Activity: Through the line that contains "to a conversation", return the data below exactly, starting at its first line; leave the rest out.

________________________

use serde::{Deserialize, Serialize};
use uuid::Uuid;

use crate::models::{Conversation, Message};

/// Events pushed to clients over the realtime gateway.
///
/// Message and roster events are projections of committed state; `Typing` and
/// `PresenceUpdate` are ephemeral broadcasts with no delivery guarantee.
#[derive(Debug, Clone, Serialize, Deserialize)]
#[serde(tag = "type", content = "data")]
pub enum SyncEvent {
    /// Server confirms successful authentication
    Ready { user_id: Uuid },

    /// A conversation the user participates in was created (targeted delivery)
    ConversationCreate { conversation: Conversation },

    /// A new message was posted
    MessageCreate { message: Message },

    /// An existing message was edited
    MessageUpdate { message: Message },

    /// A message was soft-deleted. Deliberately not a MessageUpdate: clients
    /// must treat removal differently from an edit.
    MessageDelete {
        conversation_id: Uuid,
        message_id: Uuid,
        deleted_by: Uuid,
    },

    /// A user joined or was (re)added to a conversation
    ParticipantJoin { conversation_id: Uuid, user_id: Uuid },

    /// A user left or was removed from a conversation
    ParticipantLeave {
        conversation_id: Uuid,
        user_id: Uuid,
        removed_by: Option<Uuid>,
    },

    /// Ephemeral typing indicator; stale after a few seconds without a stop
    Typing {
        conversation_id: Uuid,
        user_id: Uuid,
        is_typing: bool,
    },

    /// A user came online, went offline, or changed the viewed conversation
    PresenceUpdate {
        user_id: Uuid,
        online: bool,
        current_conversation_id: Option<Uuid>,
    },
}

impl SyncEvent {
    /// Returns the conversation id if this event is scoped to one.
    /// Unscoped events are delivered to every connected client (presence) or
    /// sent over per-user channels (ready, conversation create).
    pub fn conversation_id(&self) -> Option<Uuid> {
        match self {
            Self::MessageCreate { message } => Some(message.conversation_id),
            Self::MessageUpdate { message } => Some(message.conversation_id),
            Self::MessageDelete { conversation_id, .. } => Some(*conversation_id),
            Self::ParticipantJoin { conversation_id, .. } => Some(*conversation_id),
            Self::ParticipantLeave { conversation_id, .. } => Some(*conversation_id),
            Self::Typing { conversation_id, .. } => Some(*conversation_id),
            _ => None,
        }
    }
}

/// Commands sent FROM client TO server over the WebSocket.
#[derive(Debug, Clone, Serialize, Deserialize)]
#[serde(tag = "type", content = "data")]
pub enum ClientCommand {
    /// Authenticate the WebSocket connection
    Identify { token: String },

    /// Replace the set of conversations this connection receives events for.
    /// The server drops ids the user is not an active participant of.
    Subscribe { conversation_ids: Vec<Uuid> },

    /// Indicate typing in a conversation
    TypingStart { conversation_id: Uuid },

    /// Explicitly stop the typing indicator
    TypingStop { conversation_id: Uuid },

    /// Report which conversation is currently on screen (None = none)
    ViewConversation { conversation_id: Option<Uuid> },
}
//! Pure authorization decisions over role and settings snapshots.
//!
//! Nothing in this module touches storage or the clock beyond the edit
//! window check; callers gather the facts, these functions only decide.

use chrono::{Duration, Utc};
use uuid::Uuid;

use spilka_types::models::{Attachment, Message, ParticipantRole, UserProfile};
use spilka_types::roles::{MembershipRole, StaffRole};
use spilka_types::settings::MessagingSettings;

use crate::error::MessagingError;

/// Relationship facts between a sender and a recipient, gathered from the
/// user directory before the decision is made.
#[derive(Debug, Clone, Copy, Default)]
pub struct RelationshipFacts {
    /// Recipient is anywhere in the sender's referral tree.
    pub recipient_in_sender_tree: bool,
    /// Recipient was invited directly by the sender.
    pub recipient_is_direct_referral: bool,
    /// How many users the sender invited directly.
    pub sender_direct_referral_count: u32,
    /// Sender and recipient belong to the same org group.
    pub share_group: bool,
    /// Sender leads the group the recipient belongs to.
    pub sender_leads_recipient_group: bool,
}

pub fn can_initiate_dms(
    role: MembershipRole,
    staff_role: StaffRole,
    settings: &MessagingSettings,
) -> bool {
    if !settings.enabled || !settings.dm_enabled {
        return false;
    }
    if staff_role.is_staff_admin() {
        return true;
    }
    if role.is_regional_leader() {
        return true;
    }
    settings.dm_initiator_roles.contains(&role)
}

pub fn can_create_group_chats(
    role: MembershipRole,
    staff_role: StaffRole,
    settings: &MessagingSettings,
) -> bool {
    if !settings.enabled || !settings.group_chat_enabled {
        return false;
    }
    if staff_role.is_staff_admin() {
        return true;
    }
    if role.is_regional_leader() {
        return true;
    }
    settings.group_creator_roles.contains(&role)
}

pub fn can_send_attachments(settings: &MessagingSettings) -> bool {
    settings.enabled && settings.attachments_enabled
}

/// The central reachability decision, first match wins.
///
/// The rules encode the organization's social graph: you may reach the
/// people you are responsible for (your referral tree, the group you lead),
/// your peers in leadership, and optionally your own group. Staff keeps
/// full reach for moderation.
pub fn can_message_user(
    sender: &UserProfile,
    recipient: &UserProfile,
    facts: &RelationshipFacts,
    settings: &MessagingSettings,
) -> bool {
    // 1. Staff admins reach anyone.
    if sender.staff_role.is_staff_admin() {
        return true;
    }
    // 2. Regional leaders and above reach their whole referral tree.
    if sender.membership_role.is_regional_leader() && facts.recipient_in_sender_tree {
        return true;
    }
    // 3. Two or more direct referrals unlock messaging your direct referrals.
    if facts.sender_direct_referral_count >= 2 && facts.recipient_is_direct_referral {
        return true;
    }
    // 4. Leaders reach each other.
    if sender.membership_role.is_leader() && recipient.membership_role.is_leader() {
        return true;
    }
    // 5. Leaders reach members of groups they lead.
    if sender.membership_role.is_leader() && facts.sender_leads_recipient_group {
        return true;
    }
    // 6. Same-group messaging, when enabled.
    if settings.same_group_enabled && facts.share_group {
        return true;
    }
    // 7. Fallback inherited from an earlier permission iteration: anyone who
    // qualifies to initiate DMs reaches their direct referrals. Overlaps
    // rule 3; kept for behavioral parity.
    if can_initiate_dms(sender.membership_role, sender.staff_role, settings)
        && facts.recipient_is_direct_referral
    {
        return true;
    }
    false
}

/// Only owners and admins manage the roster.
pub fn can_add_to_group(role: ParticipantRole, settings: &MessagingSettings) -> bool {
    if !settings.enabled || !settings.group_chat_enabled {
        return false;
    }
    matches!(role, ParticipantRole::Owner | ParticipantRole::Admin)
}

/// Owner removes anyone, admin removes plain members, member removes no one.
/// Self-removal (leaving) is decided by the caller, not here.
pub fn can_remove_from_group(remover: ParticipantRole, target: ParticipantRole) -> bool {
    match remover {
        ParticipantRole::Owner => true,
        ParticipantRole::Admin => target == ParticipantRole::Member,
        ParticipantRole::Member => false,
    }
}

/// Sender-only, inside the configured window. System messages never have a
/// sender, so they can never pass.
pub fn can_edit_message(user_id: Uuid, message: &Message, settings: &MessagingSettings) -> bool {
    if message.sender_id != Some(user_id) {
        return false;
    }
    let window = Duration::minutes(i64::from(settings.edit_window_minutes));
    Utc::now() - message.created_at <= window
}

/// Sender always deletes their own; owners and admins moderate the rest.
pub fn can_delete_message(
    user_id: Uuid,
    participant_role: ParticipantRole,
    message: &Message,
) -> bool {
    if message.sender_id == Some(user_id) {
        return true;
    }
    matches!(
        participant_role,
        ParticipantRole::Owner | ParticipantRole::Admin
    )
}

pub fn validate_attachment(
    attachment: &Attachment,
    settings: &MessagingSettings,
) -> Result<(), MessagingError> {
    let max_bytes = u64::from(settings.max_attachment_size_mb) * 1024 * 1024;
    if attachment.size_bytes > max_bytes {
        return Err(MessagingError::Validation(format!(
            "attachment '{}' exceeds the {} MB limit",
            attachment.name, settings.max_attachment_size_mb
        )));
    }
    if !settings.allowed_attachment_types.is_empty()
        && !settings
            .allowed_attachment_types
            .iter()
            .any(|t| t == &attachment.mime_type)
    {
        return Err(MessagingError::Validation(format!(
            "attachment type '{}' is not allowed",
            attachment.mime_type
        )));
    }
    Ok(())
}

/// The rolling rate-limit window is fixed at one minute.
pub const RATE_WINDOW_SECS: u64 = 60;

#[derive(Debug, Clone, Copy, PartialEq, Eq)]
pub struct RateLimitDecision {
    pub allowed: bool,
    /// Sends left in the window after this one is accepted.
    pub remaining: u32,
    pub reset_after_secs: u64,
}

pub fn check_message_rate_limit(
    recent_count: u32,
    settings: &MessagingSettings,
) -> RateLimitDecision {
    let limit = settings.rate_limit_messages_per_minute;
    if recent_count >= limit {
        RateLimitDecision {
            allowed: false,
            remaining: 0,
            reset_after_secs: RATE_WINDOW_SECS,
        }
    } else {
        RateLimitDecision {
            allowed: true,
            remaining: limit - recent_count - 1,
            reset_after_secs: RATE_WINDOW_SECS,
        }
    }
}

________________________

Task answer:
use serde::{Deserialize, Serialize};
use uuid::Uuid;

use crate::models::{Conversation, Message};

/// Events pushed to clients over the realtime gateway.
///
/// Message and roster events are projections of committed state; `Typing` and
/// `PresenceUpdate` are ephemeral broadcasts with no delivery guarantee.
#[derive(Debug, Clone, Serialize, Deserialize)]
#[serde(tag = "type", content = "data")]
pub enum SyncEvent {
    /// Server confirms successful authentication
    Ready { user_id: Uuid },

    /// A conversation the user participates in was created (targeted delivery)
    ConversationCreate { conversation: Conversation },

    /// A new message was posted
    MessageCreate { message: Message },

    /// An existing message was edited
    MessageUpdate { message: Message },

    /// A message was soft-deleted. Deliberately not a MessageUpdate: clients
    /// must treat removal differently from an edit.
    MessageDelete {
        conversation_id: Uuid,
        message_id: Uuid,
        deleted_by: Uuid,
    },

    /// A user joined or was (re)added to a conversation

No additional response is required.